初期の食道がんは自覚症状がほとんどありません。進行するにつれて、以下のような症状が現れます。
食べ物がつかえる感じ: 飲み込みにくさを感じる。
胸の違和感・痛み: 飲み込んだ時にチクチクする、熱いものを飲むとしみる。
体重減少: 食べづらさから食事量が減り、体重が落ちる。
声のかすれ: がんが喉の神経に触れることで起こります。
ポイント: 「おかしいな」と思ったら、放置せずに早めに専門医を受診することが何より大切です。

検査

内視鏡検査(胃カメラ): 直接粘膜を観察します。特殊な光(NBIなど)を使う事で、より正確な診断ができます。
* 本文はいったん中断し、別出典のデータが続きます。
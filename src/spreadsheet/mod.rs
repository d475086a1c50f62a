//! # Spreadsheet Document Model
//!
//! This module owns the in-memory model of an xlsx workbook as the consolidation engine
//! sees it: worksheets of styled cells with merged ranges, column widths, row heights and
//! anchored images. It also provides the xlsx codec, a reader built on `zip` + `quick-xml`
//! and a writer built on `rust_xlsxwriter`.
pub mod cell;
pub(crate) mod excel;
pub mod range;
pub mod reference;
pub mod sheet;
pub mod style;
pub(crate) mod writer;
pub(crate) mod xlsx;

use crate::error::EvidenceSheetError;
use crate::error::ResultMessage;
use crate::helpers::reader::InputSource;
use crate::spreadsheet::sheet::Worksheet;
use crate::spreadsheet::xlsx::XlsxReader;
use rust_xlsxwriter::Image;
use std::path::Path;
use thiserror::Error;

/// Errors of the document model and the xlsx codec.
#[derive(Error, Debug)]
pub enum SpreadsheetError {
    #[error("Missing part '{0}' in spreadsheet package")]
    FileError(String),

    #[error("Spreadsheet '{0}' has no worksheet")]
    SpreadsheetEmptyError(String),

    #[error("Shared string index {0} is out of range")]
    SharedStringIndexError(usize),

    #[error("Merged range {0} overlaps existing merged range {1}")]
    OverlappingMergedRange(String, String),

    #[error("Image '{0}' cannot be decoded: {1}")]
    ImageDecodeError(String, String),
}

/// A workbook: an ordered list of worksheets and a display name.
#[derive(Clone, Debug, Default, PartialEq)]
pub struct Document {
    /// Display name, usually the source file name
    pub name: String,
    pub worksheets: Vec<Worksheet>,
}

impl Document {
    /// Creates a document holding a single worksheet.
    pub fn new(name: &str, worksheet: Worksheet) -> Self {
        Document {
            name: name.to_owned(),
            worksheets: vec![worksheet],
        }
    }

    /// Reads an xlsx document from a path or an in-memory upload.
    pub fn read(source: &InputSource) -> Result<Document, EvidenceSheetError> {
        XlsxReader::open(source)
            .and_then(|reader| reader.read_document())
            .with_prefix(&format!("Read spreadsheet '{}'", source))
    }

    /// Reads an xlsx file from disk.
    pub fn open<P: AsRef<Path>>(path: P) -> Result<Document, EvidenceSheetError> {
        Self::read(&InputSource::from(path.as_ref()))
    }

    /// Reads xlsx content held in memory.
    pub fn from_bytes(name: &str, data: Vec<u8>) -> Result<Document, EvidenceSheetError> {
        Self::read(&InputSource::from_bytes(name, data))
    }

    /// The first worksheet in workbook order.
    pub fn first_worksheet(&self) -> Option<&Worksheet> {
        self.worksheets.first()
    }

    pub fn worksheet(&self, name: &str) -> Option<&Worksheet> {
        self.worksheets.iter().find(|sheet| sheet.name == name)
    }

    /// Serializes the document to xlsx bytes.
    pub fn to_bytes(&self) -> Result<Vec<u8>, EvidenceSheetError> {
        writer::write_document(self).with_prefix(&format!("Write spreadsheet '{}'", self.name))
    }

    /// Writes the document to an xlsx file.
    pub fn save<P: AsRef<Path>>(&self, path: P) -> Result<(), EvidenceSheetError> {
        let bytes = self.to_bytes()?;
        std::fs::write(path.as_ref(), bytes)?;
        Ok(())
    }
}

/// Pixel width and height of an encoded image (png, jpeg, gif or bmp).
pub fn image_dimensions(data: &[u8]) -> Result<(f64, f64), EvidenceSheetError> {
    match Image::new_from_buffer(data) {
        Ok(image) => Ok((image.width(), image.height())),
        Err(error) => Err(SpreadsheetError::ImageDecodeError(format!("{} bytes", data.len()), error.to_string()))?,
    }
}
当院では、鼻からの胃カメラ(経鼻内視鏡)や鎮静剤、NBIを使用することによって、より楽で正確な検査ができます。
バリウム検査: 食道の形や通り具合、がんの広がりを確認します。
CT・PET検査: 周囲の臓器への広がりや、転移がないかを詳しく調べます。

食道がんの治療

治療法は、がんの進行度(ステージ)や患者さんの体力に合わせて、最適と思われるものを組み合わせて提案します。
内視鏡治療: 早期で転移の可能性が低い場合、胃カメラでがんを切除します。体に傷が残らず、回復も早いです。
手術: がんを切り取り、代わりに胃などをつなげて食べ物の通り道を作り直します。
化学療法(抗がん剤)・放射線治療: 手術の前後に組み合わせて効果を高めたり、手術が難しい場合にがんを小さくするために行います。